The 1927 season saw Littlewood transfer to the Ellerslie United club. They were in the Auckland Rugby League second division at the time. Despite having moved to a lower grade team Littlewood was still selected for the Auckland side in a match against the Auckland members of the New Zealand team which had recently returned from its disastrous tour of England which saw 7 players banned for life for refusing to play in many matches due to a dispute with team management. Littlewood scored a try in a 24–21 win in front of 14,000 spectators at Carlaw Park. In 13 games for Ellerslie, Littlewood scored 5 tries including one in the promotion-relegation match against Grafton which they won 11–3 to gain promotion. Ellerslie struggled in the first grade winning just 3 of their 12 matches with Littlewood scoring 8 tries in their 15 total matches for the season. Though they were competitive in most matches and they did gain wins over Ponsonby United, City Rovers, and Marist Old Boys. The following year saw Littlewood play 6 further matches for Ellerslie which were all lost before switching codes to join the City rugby club in Auckland. He was joining former Kiwi legend Karl Ifwersen at the City club and played 8 matches scoring twice. His move was not without controversy as 'code hopping' had caused frustration among officials of both codes and Bill Davidson complained that Littlewood had "turned over for the fourth time, and this sort of thing should be stopped".

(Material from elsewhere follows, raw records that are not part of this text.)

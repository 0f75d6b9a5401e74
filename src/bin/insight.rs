//! Insight CLI - Command-line interface for Synheart Insight
//!
//! Commands:
//! - analyze: Generate the prioritized insight report and relapse risk
//! - correlate: Build the correlation matrix or list significant correlations
//! - risk: Score relapse risk with its contributing factors
//! - sample: Generate a synthetic analysis input
//! - catalog: Print the effective biomarker catalog

use chrono::{NaiveDate, NaiveTime, TimeZone, Utc};
use clap::{Parser, Subcommand, ValueEnum};
use serde::Serialize;
use std::fs;
use std::io::{self, Read};
use std::path::{Path, PathBuf};
use std::process::ExitCode;
use tracing_subscriber::{layer::SubscriberExt, util::SubscriberInitExt};

use synheart_insight::correlation::DEFAULT_SIGNIFICANCE_LEVEL;
use synheart_insight::pipeline::{envelope, parse_input};
use synheart_insight::sample::{SampleGenerator, Scenario};
use synheart_insight::types::AnalysisInput;
use synheart_insight::{ComputeError, InsightEngine, INSIGHT_VERSION};

/// Insight - On-device analytics for biomarker and mood histories
#[derive(Parser)]
#[command(name = "insight")]
#[command(author = "Synheart AI Inc")]
#[command(version = INSIGHT_VERSION)]
#[command(about = "Correlate biomarkers with mood, detect patterns and score relapse risk", long_about = None)]
struct Cli {
    #[command(subcommand)]
    command: Commands,
}

#[derive(Subcommand)]
enum Commands {
    /// Generate insights and relapse risk
    Analyze {
        #[command(flatten)]
        common: CommonArgs,
    },

    /// Build the correlation matrix
    Correlate {
        #[command(flatten)]
        common: CommonArgs,

        /// List significant biomarker × mood correlations instead of the matrix
        #[arg(long)]
        significant: bool,

        /// Significance level for --significant
        #[arg(long, default_value_t = DEFAULT_SIGNIFICANCE_LEVEL)]
        significance: f64,
    },

    /// Score relapse risk
    Risk {
        #[command(flatten)]
        common: CommonArgs,
    },

    /// Generate a synthetic analysis input
    Sample {
        /// Number of days to generate
        #[arg(long, default_value = "14")]
        days: u32,

        /// RNG seed
        #[arg(long, default_value = "42")]
        seed: u64,

        /// History shape
        #[arg(long, value_enum, default_value = "stable")]
        scenario: ScenarioArg,

        /// First day (YYYY-MM-DD); defaults to `days` before today
        #[arg(long)]
        start: Option<NaiveDate>,

        /// Output format
        #[arg(long, default_value = "json-pretty")]
        output_format: OutputFormat,
    },

    /// Print the effective biomarker catalog
    Catalog {
        /// Catalog file to validate and print instead of the built-in one
        #[arg(long)]
        catalog: Option<PathBuf>,
    },
}

#[derive(clap::Args)]
struct CommonArgs {
    /// Input file path (use - for stdin)
    #[arg(short, long, default_value = "-")]
    input: PathBuf,

    /// Biomarker catalog file (JSON)
    #[arg(long)]
    catalog: Option<PathBuf>,

    /// Output format
    #[arg(long, default_value = "json")]
    output_format: OutputFormat,

    /// Wrap the result with producer metadata
    #[arg(long)]
    envelope: bool,
}

#[derive(Clone, ValueEnum)]
enum OutputFormat {
    /// Compact JSON
    Json,
    /// Pretty-printed JSON
    JsonPretty,
}

#[derive(Clone, Copy, ValueEnum)]
enum ScenarioArg {
    Stable,
    Inflamed,
    DecliningMood,
}

impl From<ScenarioArg> for Scenario {
    fn from(arg: ScenarioArg) -> Self {
        match arg {
            ScenarioArg::Stable => Scenario::Stable,
            ScenarioArg::Inflamed => Scenario::Inflamed,
            ScenarioArg::DecliningMood => Scenario::DecliningMood,
        }
    }
}

fn main() -> ExitCode {
    init_tracing();
    let cli = Cli::parse();

    match run(cli) {
        Ok(()) => ExitCode::SUCCESS,
        Err(e) => {
            eprintln!(
                "{}",
                serde_json::to_string(&CliError::from(e)).unwrap_or_else(|_| "Unknown error".to_string())
            );
            ExitCode::FAILURE
        }
    }
}

fn init_tracing() {
    tracing_subscriber::registry()
        .with(
            tracing_subscriber::EnvFilter::try_from_default_env()
                .unwrap_or_else(|_| "synheart_insight=warn".into()),
        )
        .with(tracing_subscriber::fmt::layer().with_writer(io::stderr))
        .init();
}

fn run(cli: Cli) -> Result<(), InsightCliError> {
    match cli.command {
        Commands::Analyze { common } => cmd_analyze(&common),

        Commands::Correlate {
            common,
            significant,
            significance,
        } => cmd_correlate(&common, significant, significance),

        Commands::Risk { common } => cmd_risk(&common),

        Commands::Sample {
            days,
            seed,
            scenario,
            start,
            output_format,
        } => cmd_sample(days, seed, scenario.into(), start, &output_format),

        Commands::Catalog { catalog } => cmd_catalog(catalog.as_deref()),
    }
}

fn cmd_analyze(common: &CommonArgs) -> Result<(), InsightCliError> {
    let (engine, input) = prepare(common)?;
    let report = engine.generate_insights(&input.biomarkers, &input.moods);

    tracing::info!(
        insights = report.insights.len(),
        relapse_risk = report.relapse_risk,
        "Analysis complete"
    );
    emit(&report, common)
}

fn cmd_correlate(
    common: &CommonArgs,
    significant: bool,
    significance: f64,
) -> Result<(), InsightCliError> {
    if !(significance > 0.0 && significance < 1.0) {
        return Err(InsightCliError::InvalidArgument(format!(
            "significance must be between 0 and 1, got {}",
            significance
        )));
    }

    let (engine, input) = prepare(common)?;

    if significant {
        let results =
            engine.significant_correlations(&input.biomarkers, &input.moods, significance);
        emit(&results, common)
    } else {
        let matrix = engine.correlation_matrix(&input.biomarkers, &input.moods, input.date_range);
        emit(&matrix, common)
    }
}

fn cmd_risk(common: &CommonArgs) -> Result<(), InsightCliError> {
    let (engine, input) = prepare(common)?;
    let assessment = engine.assess_relapse_risk(&input.biomarkers, &input.moods);
    emit(&assessment, common)
}

fn cmd_sample(
    days: u32,
    seed: u64,
    scenario: Scenario,
    start: Option<NaiveDate>,
    output_format: &OutputFormat,
) -> Result<(), InsightCliError> {
    if days == 0 {
        return Err(InsightCliError::InvalidArgument(
            "days must be at least 1".to_string(),
        ));
    }

    let start = match start {
        Some(date) => Utc.from_utc_datetime(&date.and_time(NaiveTime::default())),
        None => {
            let first = Utc::now().date_naive() - chrono::Duration::days(days as i64);
            Utc.from_utc_datetime(&first.and_time(NaiveTime::default()))
        }
    };

    let input = SampleGenerator::new(seed).generate(start, days, scenario);
    println!("{}", format_output(&input, output_format)?);
    Ok(())
}

fn cmd_catalog(catalog: Option<&Path>) -> Result<(), InsightCliError> {
    let engine = load_engine(catalog)?;
    println!("{}", engine.save_catalog()?);
    Ok(())
}

/// Engine with the requested catalog plus the parsed input
fn prepare(common: &CommonArgs) -> Result<(InsightEngine, AnalysisInput), InsightCliError> {
    let engine = load_engine(common.catalog.as_deref())?;
    let input = parse_input(&read_input(&common.input)?)?;

    tracing::debug!(
        biomarkers = input.biomarkers.len(),
        moods = input.moods.len(),
        "Loaded analysis input"
    );
    Ok((engine, input))
}

fn load_engine(catalog: Option<&Path>) -> Result<InsightEngine, InsightCliError> {
    let mut engine = InsightEngine::new();
    if let Some(path) = catalog {
        let catalog_json = fs::read_to_string(path)?;
        engine.load_catalog(&catalog_json)?;
    }
    Ok(engine)
}

fn read_input(input: &Path) -> Result<String, InsightCliError> {
    if input.to_string_lossy() == "-" {
        if atty::is(atty::Stream::Stdin) {
            return Err(InsightCliError::NoInput);
        }
        let mut buffer = String::new();
        io::stdin().read_to_string(&mut buffer)?;
        Ok(buffer)
    } else {
        Ok(fs::read_to_string(input)?)
    }
}

fn emit<T: Serialize>(value: &T, common: &CommonArgs) -> Result<(), InsightCliError> {
    let output = if common.envelope {
        format_output(&envelope(value), &common.output_format)?
    } else {
        format_output(value, &common.output_format)?
    };
    println!("{}", output);
    Ok(())
}

fn format_output<T: Serialize>(value: &T, format: &OutputFormat) -> Result<String, InsightCliError> {
    match format {
        OutputFormat::Json => Ok(serde_json::to_string(value)?),
        OutputFormat::JsonPretty => Ok(serde_json::to_string_pretty(value)?),
    }
}

// Error handling

#[derive(Debug)]
enum InsightCliError {
    Io(io::Error),
    Compute(ComputeError),
    Json(serde_json::Error),
    NoInput,
    InvalidArgument(String),
}

impl From<io::Error> for InsightCliError {
    fn from(e: io::Error) -> Self {
        InsightCliError::Io(e)
    }
}

impl From<ComputeError> for InsightCliError {
    fn from(e: ComputeError) -> Self {
        InsightCliError::Compute(e)
    }
}

impl From<serde_json::Error> for InsightCliError {
    fn from(e: serde_json::Error) -> Self {
        InsightCliError::Json(e)
    }
}

#[derive(serde::Serialize)]
struct CliError {
    code: String,
    message: String,
    hint: Option<String>,
}

impl From<InsightCliError> for CliError {
    fn from(e: InsightCliError) -> Self {
        match e {
            InsightCliError::Io(e) => CliError {
                code: "IO_ERROR".to_string(),
                message: e.to_string(),
                hint: Some("Check file paths and permissions".to_string()),
            },
            InsightCliError::Compute(e @ ComputeError::InvalidCatalog(_)) => CliError {
                code: "CATALOG_ERROR".to_string(),
                message: e.to_string(),
                hint: Some("Run 'insight catalog' to see the expected layout".to_string()),
            },
            InsightCliError::Compute(e) => CliError {
                code: "PARSE_ERROR".to_string(),
                message: e.to_string(),
                hint: Some(
                    "Ensure input has 'biomarkers' and 'moods' arrays with RFC 3339 timestamps"
                        .to_string(),
                ),
            },
            InsightCliError::Json(e) => CliError {
                code: "JSON_ERROR".to_string(),
                message: e.to_string(),
                hint: Some("Check JSON syntax".to_string()),
            },
            InsightCliError::NoInput => CliError {
                code: "NO_INPUT".to_string(),
                message: "No input provided on stdin".to_string(),
                hint: Some("Pipe a JSON document or pass --input <file>".to_string()),
            },
            InsightCliError::InvalidArgument(msg) => CliError {
                code: "INVALID_ARGUMENT".to_string(),
                message: msg,
                hint: None,
            },
        }
    }
}

#[cfg(test)]
mod tests {
    use super::*;
    use synheart_insight::BiomarkerCatalog;

    #[test]
    fn test_malformed_catalog_maps_to_catalog_error() {
        let err = BiomarkerCatalog::from_json("{\"definitions\": [").unwrap_err();
        let cli_error = CliError::from(InsightCliError::from(err));
        assert_eq!(cli_error.code, "CATALOG_ERROR");
    }

    #[test]
    fn test_input_errors_map_to_parse_error() {
        let err = parse_input("not json").unwrap_err();
        let cli_error = CliError::from(InsightCliError::from(err));
        assert_eq!(cli_error.code, "PARSE_ERROR");
    }
}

===Retirement and return to Ponsonby===
Following the 1929 season Littlewood retired from both codes however in 1934 he applied for reinstatement to rugby league. This was approved and he rejoined his Ponsonby club for what was effectively his third stint with them. He played 9 matches for them, scoring a try in each of his first 2 appearances against Marist Old Boys, and Devonport United. The 1935 season was officially to be his ‘last’ as he was named in the Ponsonby reserve grade squad though he did not take the field.

==Personal life, and death==
Ivan Littlewood married Vera Petley who had been born in Coromandel on 19 December 1923. They had four children, a daughter named Norma born on 8 July 1924 a son Ivan Walker Littlewood born on 11 August 1925 a daughter Peggy born ???? and a son Rex Littlewood 1931. All born in Auckland. They were divorced in June 1942 after having lived apart for 3 years. Vera later remarried to Frederick Charles Barker. Ivan senior died on 26 July 1951 while living in Taupiri. Vera died on 3 November 1989 while living in Milford, Auckland. Their sons Rex died 1934(aged 3) and Ivan died in Papakura on 30 May 1991. Norma died on 31 August 1993 and Peggy in 20??.